I wonder this weekend, how many times I've thought of you.
How many times did I pretend you were holding me when I attempted to fall asleep,
I wonder how many times I jumped to my phone just to feel my heart break when it was anyone but you,
How many times did I start to cry when I went to call you and then remembered that I couldn't.
I wonder this weekend, how many times you thought about me at night,
like how I've thought about you every minute.
I wonder if your arms feel empty without me.
I wonder if you lips are lonely just like mine.
I wonder if you cried like I did because you missed me.
I found out this weekend, that I depend on you.
I can't fall asleep without you saying goodnight.
I can't warm my hands unless your hands surround them.

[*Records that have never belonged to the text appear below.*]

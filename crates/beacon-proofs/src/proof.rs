//! Proof segments, their composition, and the JSON record handed to callers.
//!
//! A [`Proof<F, T>`] is a leaf plus branch whose index is typed by the tree it
//! was taken from (`F`) and the object it proves (`T`). Segments from
//! independently rooted trees are joined with [`Proof::then`], which
//! concatenates the branches leaf-to-root and re-roots the index, so the
//! composed proof verifies against the outermost root.

use std::fmt;

use serde::{Deserialize, Serialize};
use thiserror::Error;

use crate::gindex::frame::Frame;
use crate::gindex::{Gindex, RelativeIndex};
use crate::schema::Fork;
use crate::sparse_proof::ProofSource;
use crate::types::{hex_bytes32, proof_vec_serde, Hash32};
use crate::verify::{fold, verify_proof, VerifyError};

/// Errors that can occur during proof generation.
#[derive(Error, Debug)]
pub enum ProofError {
    #[error("{collection} index {index} out of bounds (limit {limit})")]
    IndexOutOfBounds {
        collection: &'static str,
        index: u64,
        limit: u64,
    },

    #[error("Unsupported fork: {0}")]
    UnsupportedFork(String),

    #[error("Failed to decode {object}: {source}")]
    Codec {
        object: &'static str,
        source: ssz_rs::DeserializeError,
    },

    #[error("SSZ merkleization error: {0}")]
    Merkleization(#[from] ssz_rs::MerkleizationError),

    #[error("{container} has no field `{field}`")]
    UnknownField {
        container: &'static str,
        field: &'static str,
    },

    #[error("gindex {gindex} descends below an unexpanded node at depth {depth}")]
    OpaqueSubtree { gindex: u64, depth: u32 },

    #[error("Invalid gindex {0}")]
    InvalidGindex(Gindex),

    #[error(
        "{what} leaf mismatch: expected 0x{}, got 0x{}",
        hex::encode(.expected),
        hex::encode(.actual)
    )]
    LeafMismatch {
        what: &'static str,
        expected: Hash32,
        actual: Hash32,
    },

    #[error(
        "{what} root mismatch: expected 0x{}, got 0x{}",
        hex::encode(.expected),
        hex::encode(.actual)
    )]
    RootMismatch {
        what: &'static str,
        expected: Hash32,
        actual: Hash32,
    },

    #[error("Slot {slot} has left the block_roots ring buffer of the state at slot {state_slot}")]
    SlotNotRecent { slot: u64, state_slot: u64 },

    #[error("Slot {slot} is not yet covered by a historical summary at state slot {state_slot}")]
    SlotNotHistorical { slot: u64, state_slot: u64 },

    #[error("State slot {state_slot} is not the first slot of an era")]
    UnalignedState { state_slot: u64 },

    #[error("Slot {slot} is outside the era that ended at state slot {state_slot}")]
    SlotOutsideEra { slot: u64, state_slot: u64 },

    #[error(transparent)]
    Verification(#[from] VerifyError),
}

/// A Merkle branch for `T` inside a tree rooted at `F`.
pub struct Proof<F, T> {
    leaf: Hash32,
    branch: Vec<Hash32>,
    index: RelativeIndex<F, T>,
}

impl<F, T> Proof<F, T> {
    /// Take the segment at `index` from `source`.
    ///
    /// # Errors
    /// Whatever `source` reports for `index`.
    pub fn from_source(
        source: &impl ProofSource,
        index: RelativeIndex<F, T>,
    ) -> Result<Self, ProofError> {
        let gindex =
            u64::try_from(index.value()).map_err(|_| ProofError::InvalidGindex(index.value()))?;
        let proof = source.prove(gindex)?;
        Ok(Self {
            leaf: proof.leaf,
            branch: proof.branch,
            index,
        })
    }

    #[must_use]
    pub const fn index(&self) -> RelativeIndex<F, T> {
        self.index
    }

    /// Generalized index of the leaf relative to the proof's root.
    #[must_use]
    pub const fn gindex(&self) -> Gindex {
        self.index.value()
    }

    #[must_use]
    pub const fn leaf(&self) -> &Hash32 {
        &self.leaf
    }

    #[must_use]
    pub fn branch(&self) -> &[Hash32] {
        &self.branch
    }

    #[must_use]
    pub fn into_branch(self) -> Vec<Hash32> {
        self.branch
    }

    /// The root this proof folds to.
    ///
    /// # Errors
    /// `Verification` if the branch length disagrees with the index.
    pub fn root(&self) -> Result<Hash32, ProofError> {
        Ok(fold(&self.leaf, &self.branch, self.index.value())?)
    }

    /// Check the proof against a trusted root.
    ///
    /// # Errors
    /// `Verification` with `MalformedProof` or `ProofMismatch`.
    pub fn verify(&self, root: &Hash32) -> Result<(), ProofError> {
        Ok(verify_proof(&self.leaf, &self.branch, self.index.value(), root)?)
    }
}

impl<F: Frame, T> Proof<F, T> {
    /// Extend this proof with `outer`, which proves this proof's root inside a
    /// larger tree `G`.
    ///
    /// # Errors
    /// `LeafMismatch` if `outer` does not prove the root this proof folds to.
    pub fn then<G>(self, outer: Proof<G, F>) -> Result<Proof<G, T>, ProofError> {
        let root = self.root()?;
        if root != outer.leaf {
            return Err(ProofError::LeafMismatch {
                what: F::NAME,
                expected: root,
                actual: outer.leaf,
            });
        }

        let mut branch = self.branch;
        branch.extend_from_slice(&outer.branch);
        Ok(Proof {
            leaf: self.leaf,
            branch,
            index: self.index.within(outer.index),
        })
    }
}

impl<F, T> Clone for Proof<F, T> {
    fn clone(&self) -> Self {
        Self {
            leaf: self.leaf,
            branch: self.branch.clone(),
            index: self.index,
        }
    }
}

impl<F, T> PartialEq for Proof<F, T> {
    fn eq(&self, other: &Self) -> bool {
        self.leaf == other.leaf && self.branch == other.branch && self.index == other.index
    }
}

impl<F, T> Eq for Proof<F, T> {}

impl<F: Frame, T: Frame> fmt::Debug for Proof<F, T> {
    fn fmt(&self, f: &mut fmt::Formatter<'_>) -> fmt::Result {
        f.debug_struct("Proof")
            .field("leaf", &hex::encode(self.leaf))
            .field("rows", &self.branch.len())
            .field("index", &self.index)
            .finish()
    }
}

/// The fact a [`ProofRecord`] attests to.
#[derive(Debug, Clone, Copy, PartialEq, Eq, Hash, Serialize, Deserialize)]
#[serde(rename_all = "snake_case")]
pub enum FactKind {
    ValidatorCredentials,
    ValidatorWithdrawableEpoch,
    Withdrawal,
    BlockRoot,
    HistoricalSummary,
    HistoricalBlockRoot,
}

impl fmt::Display for FactKind {
    fn fmt(&self, f: &mut fmt::Formatter<'_>) -> fmt::Result {
        let name = match self {
            Self::ValidatorCredentials => "validator_credentials",
            Self::ValidatorWithdrawableEpoch => "validator_withdrawable_epoch",
            Self::Withdrawal => "withdrawal",
            Self::BlockRoot => "block_root",
            Self::HistoricalSummary => "historical_summary",
            Self::HistoricalBlockRoot => "historical_block_root",
        };
        f.write_str(name)
    }
}

/// A proof flattened for transport: the receiver already knows `kind` and
/// `selector`, so `gindex`, `leaf` and `root` are included only for
/// self-checking.
///
/// `root` is the trusted root the record was checked against when built, not
/// whatever the branch happens to fold to.
#[derive(Debug, Clone, PartialEq, Eq, Serialize, Deserialize)]
pub struct ProofRecord {
    pub fork: Fork,
    pub kind: FactKind,

    /// Validator index, withdrawal index, or slot
    pub selector: u64,

    pub gindex: Gindex,

    #[serde(with = "hex_bytes32")]
    pub leaf: Hash32,

    /// Trusted root the proof folds to (block root for state facts)
    #[serde(with = "hex_bytes32")]
    pub root: Hash32,

    #[serde(with = "proof_vec_serde")]
    pub proof: Vec<Hash32>,
}

impl ProofRecord {
    /// Flatten `proof` after checking that it folds to `trusted_root`.
    ///
    /// # Errors
    /// `Verification` if the proof is malformed, `RootMismatch` if it folds
    /// to any other root.
    pub fn new<F, T>(
        fork: Fork,
        kind: FactKind,
        selector: u64,
        proof: Proof<F, T>,
        trusted_root: Hash32,
    ) -> Result<Self, ProofError> {
        let root = proof.root()?;
        if root != trusted_root {
            return Err(ProofError::RootMismatch {
                what: "proof record",
                expected: trusted_root,
                actual: root,
            });
        }
        Ok(Self {
            fork,
            kind,
            selector,
            gindex: proof.gindex(),
            leaf: proof.leaf,
            root,
            proof: proof.into_branch(),
        })
    }

    /// Re-fold the record against a root obtained independently of it.
    ///
    /// # Errors
    /// `RootMismatch` if the record claims a different root, `Verification`
    /// if the branch does not fold to `trusted_root`.
    pub fn verify(&self, trusted_root: &Hash32) -> Result<(), ProofError> {
        if self.root != *trusted_root {
            return Err(ProofError::RootMismatch {
                what: "proof record",
                expected: *trusted_root,
                actual: self.root,
            });
        }
        Ok(verify_proof(&self.leaf, &self.proof, self.gindex, trusted_root)?)
    }
}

I can't smile without seeing your smile.
Maybe it was just two days.
But it feels like a lifetime.
I need you all the time.
I breathe through your lungs.
And trying to breathe on my own hurts.
The thought of seeing you makes my heart beat so fast,
I'm surprised it doesnt burst.
The thought of kissing you drives the butterflies inside me so insane,
I'm surprised my stomach isnt bruised.
For two weeks I can't call you when I feel lonely.
For two weeks I can't run to you when I want to.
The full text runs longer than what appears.